**Try it:**
Between the line containing "let writer = SqlitePoolOptions::new()" and the line containing "verifies. As in" lies a run of lines; give that run again exactly, with both of those lines, and nothing else from the entries below.

**Materials provided:**
//! SQLite pool setup shared by all four services: WAL journaling, a
//! `busy_timeout`, foreign keys on, per spec section 6.3. Each service keeps
//! a single-connection writer pool (the mutating path is already serialized
//! by an in-process `tokio::sync::Mutex`, so a single writer connection is
//! enough) and a small multi-connection pool for concurrent reads.

use sqlx::sqlite::{SqliteConnectOptions, SqlitePoolOptions};
use sqlx::SqlitePool;
use std::path::Path;
use std::str::FromStr;

pub struct Pools {
    pub writer: SqlitePool,
    pub reader: SqlitePool,
}

pub async fn open(database_path: &str) -> Result<Pools, String> {
    if let Some(parent) = Path::new(database_path).parent() {
        if !parent.as_os_str().is_empty() {
            std::fs::create_dir_all(parent)
                .map_err(|e| format!("cannot create database directory {}: {e}", parent.display()))?;
        }
    }

    let connect_opts = SqliteConnectOptions::from_str(&format!("sqlite://{database_path}"))
        .map_err(|e| format!("invalid database path {database_path}: {e}"))?
        .create_if_missing(true)
        .foreign_keys(true)
        .busy_timeout(std::time::Duration::from_secs(5))
        .journal_mode(sqlx::sqlite::SqliteJournalMode::Wal);

    let writer = SqlitePoolOptions::new()
        .max_connections(1)
        .connect_with(connect_opts.clone())
        .await
        .map_err(|e| format!("database at {database_path} is unwritable: {e}"))?;

    let reader = SqlitePoolOptions::new()
        .max_connections(8)
        .connect_with(connect_opts)
        .await
        .map_err(|e| format!("database at {database_path} is unreadable: {e}"))?;

    Ok(Pools { writer, reader })
}
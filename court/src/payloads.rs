//! Action-name constants for the envelopes Court verifies. As in
//! `task-board`, handlers index fields directly off the verified
//! `serde_json::Value` rather than decoding into per-action structs up
//! front.

pub const ACTION_FILE_DISPUTE: &str = "file_dispute";
pub const ACTION_SUBMIT_REBUTTAL: &str = "submit_rebuttal";
pub const ACTION_EXECUTE_RULING: &str = "execute_ruling";

/// Action name Task Board's own `record_ruling` handler accepts; Court is
/// the caller, not the verifier, of this one.
pub const ACTION_RECORD_RULING: &str = "record_ruling";

/// Action name the reputation service's `/feedback` handler verifies.
pub const ACTION_SUBMIT_FEEDBACK: &str = "submit_feedback";
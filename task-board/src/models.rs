use crate::deadlines::compute_deadline;
use serde::Serialize;

#[derive(Debug, Clone, Copy, PartialEq, Eq)]
pub enum TaskStatus {
    Open,
    Accepted,
    Submitted,
    Approved,
    Cancelled,
    Disputed,
    Ruled,
    Expired,
}

impl TaskStatus {
    pub fn as_str(self) -> &'static str {
        match self {
            TaskStatus::Open => "open",
            TaskStatus::Accepted => "accepted",
            TaskStatus::Submitted => "submitted",
            TaskStatus::Approved => "approved",
            TaskStatus::Cancelled => "cancelled",
            TaskStatus::Disputed => "disputed",
            TaskStatus::Ruled => "ruled",
            TaskStatus::Expired => "expired",
        }
    }

    pub fn parse(value: &str) -> Self {
        match value {
            "accepted" => TaskStatus::Accepted,
            "submitted" => TaskStatus::Submitted,
            "approved" => TaskStatus::Approved,
            "cancelled" => TaskStatus::Cancelled,
            "disputed" => TaskStatus::Disputed,
            "ruled" => TaskStatus::Ruled,
            "expired" => TaskStatus::Expired,
            _ => TaskStatus::Open,
        }
    }

    pub fn is_terminal(self) -> bool {
        matches!(
            self,
            TaskStatus::Approved | TaskStatus::Cancelled | TaskStatus::Expired | TaskStatus::Ruled
        )
    }

    pub const ALL: [TaskStatus; 8] = [
        TaskStatus::Open,
        TaskStatus::Accepted,
        TaskStatus::Submitted,
        TaskStatus::Approved,
        TaskStatus::Cancelled,
        TaskStatus::Disputed,
        TaskStatus::Ruled,
        TaskStatus::Expired,
    ];
}

/// Mirrors `task_store.py`'s 26-column row shape; deadlines are stored as
/// durations plus an anchor timestamp and recomputed to absolute instants on
/// every read rather than persisted.
#[derive(Debug, Clone)]
pub struct Task {
    pub task_id: String,
    pub poster_id: String,
    pub title: String,
    pub spec: String,
    pub reward: i64,
    pub bidding_deadline_seconds: i64,
    pub deadline_seconds: i64,
    pub review_deadline_seconds: i64,
    pub status: TaskStatus,
    pub escrow_id: String,
    pub bid_count: i64,
    pub worker_id: Option<String>,
    pub accepted_bid_id: Option<String>,
    pub created_at: chrono::DateTime<chrono::Utc>,
    pub accepted_at: Option<chrono::DateTime<chrono::Utc>>,
    pub submitted_at: Option<chrono::DateTime<chrono::Utc>>,
    pub approved_at: Option<chrono::DateTime<chrono::Utc>>,
    pub cancelled_at: Option<chrono::DateTime<chrono::Utc>>,
    pub disputed_at: Option<chrono::DateTime<chrono::Utc>>,
    pub dispute_reason: Option<String>,
    pub ruling_id: Option<String>,
    pub ruled_at: Option<chrono::DateTime<chrono::Utc>>,
    pub worker_pct: Option<i64>,
    pub ruling_summary: Option<String>,
    pub expired_at: Option<chrono::DateTime<chrono::Utc>>,
    pub escrow_pending: bool,
}

impl Task {
    pub fn to_response(&self) -> TaskResponse {
        TaskResponse {
            task_id: self.task_id.clone(),
            poster_id: self.poster_id.clone(),
            title: self.title.clone(),
            spec: self.spec.clone(),
            reward: self.reward,
            bidding_deadline_seconds: self.bidding_deadline_seconds,
            deadline_seconds: self.deadline_seconds,
            review_deadline_seconds: self.review_deadline_seconds,
            status: self.status.as_str(),
            escrow_id: self.escrow_id.clone(),
            bid_count: self.bid_count,
            worker_id: self.worker_id.clone(),
            accepted_bid_id: self.accepted_bid_id.clone(),
            created_at: self.created_at,
            accepted_at: self.accepted_at,
            submitted_at: self.submitted_at,
            approved_at: self.approved_at,
            cancelled_at: self.cancelled_at,
            disputed_at: self.disputed_at,
            dispute_reason: self.dispute_reason.clone(),
            ruling_id: self.ruling_id.clone(),
            ruled_at: self.ruled_at,
            worker_pct: self.worker_pct,
            ruling_summary: self.ruling_summary.clone(),
            expired_at: self.expired_at,
            escrow_pending: self.escrow_pending,
            bidding_deadline: compute_deadline(Some(self.created_at), self.bidding_deadline_seconds),
            execution_deadline: compute_deadline(self.accepted_at, self.deadline_seconds),
            review_deadline: compute_deadline(self.submitted_at, self.review_deadline_seconds),
        }
    }

    pub fn to_summary(&self) -> TaskSummary {
        TaskSummary {
            task_id: self.task_id.clone(),
            poster_id: self.poster_id.clone(),
            title: self.title.clone(),
            reward: self.reward,
            status: self.status.as_str(),
            bid_count: self.bid_count,
            worker_id: self.worker_id.clone(),
            created_at: self.created_at,
            bidding_deadline: compute_deadline(Some(self.created_at), self.bidding_deadline_seconds),
            execution_deadline: compute_deadline(self.accepted_at, self.deadline_seconds),
            review_deadline: compute_deadline(self.submitted_at, self.review_deadline_seconds),
        }
    }
}

#[derive(Debug, Clone, Serialize)]
pub struct TaskResponse {
    pub task_id: String,
    pub poster_id: String,
    pub title: String,
    pub spec: String,
    pub reward: i64,
    pub bidding_deadline_seconds: i64,
    pub deadline_seconds: i64,
    pub review_deadline_seconds: i64,
    pub status: &'static str,
    pub escrow_id: String,
    pub bid_count: i64,
    pub worker_id: Option<String>,
    pub accepted_bid_id: Option<String>,
    pub created_at: chrono::DateTime<chrono::Utc>,
    pub accepted_at: Option<chrono::DateTime<chrono::Utc>>,
    pub submitted_at: Option<chrono::DateTime<chrono::Utc>>,
    pub approved_at: Option<chrono::DateTime<chrono::Utc>>,
    pub cancelled_at: Option<chrono::DateTime<chrono::Utc>>,
    pub disputed_at: Option<chrono::DateTime<chrono::Utc>>,
    pub dispute_reason: Option<String>,
    pub ruling_id: Option<String>,
    pub ruled_at: Option<chrono::DateTime<chrono::Utc>>,
    pub worker_pct: Option<i64>,
    pub ruling_summary: Option<String>,
    pub expired_at: Option<chrono::DateTime<chrono::Utc>>,
    pub escrow_pending: bool,
    pub bidding_deadline: Option<chrono::DateTime<chrono::Utc>>,
    pub execution_deadline: Option<chrono::DateTime<chrono::Utc>>,
    pub review_deadline: Option<chrono::DateTime<chrono::Utc>>,
}

#[derive(Debug, Clone, Serialize)]
pub struct TaskSummary {
    pub task_id: String,
    pub poster_id: String,
    pub title: String,
    pub reward: i64,
    pub status: &'static str,
    pub bid_count: i64,
    pub worker_id: Option<String>,
    pub created_at: chrono::DateTime<chrono::Utc>,
    pub bidding_deadline: Option<chrono::DateTime<chrono::Utc>>,
    pub execution_deadline: Option<chrono::DateTime<chrono::Utc>>,
    pub review_deadline: Option<chrono::DateTime<chrono::Utc>>,
}

#[derive(Debug, Clone, Serialize)]
pub struct Bid {
    pub bid_id: String,
    pub task_id: String,
    pub bidder_id: String,
    pub amount: i64,
    pub submitted_at: chrono::DateTime<chrono::Utc>,
}

#[derive(Debug, Clone, Serialize)]
pub struct Asset {
    pub asset_id: String,
    pub task_id: String,
    pub uploader_id: String,
    pub filename: String,
    pub content_type: String,
    pub size_bytes: i64,
    pub content_hash: String,
    pub uploaded_at: chrono::DateTime<chrono::Utc>,
}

**Exercise solution:**
    let writer = SqlitePoolOptions::new()
        .max_connections(1)
        .connect_with(connect_opts.clone())
        .await
        .map_err(|e| format!("database at {database_path} is unwritable: {e}"))?;

    let reader = SqlitePoolOptions::new()
        .max_connections(8)
        .connect_with(connect_opts)
        .await
        .map_err(|e| format!("database at {database_path} is unreadable: {e}"))?;

    Ok(Pools { writer, reader })
}
filename court/src/payloads.rs
//! Action-name constants for the envelopes Court verifies. As in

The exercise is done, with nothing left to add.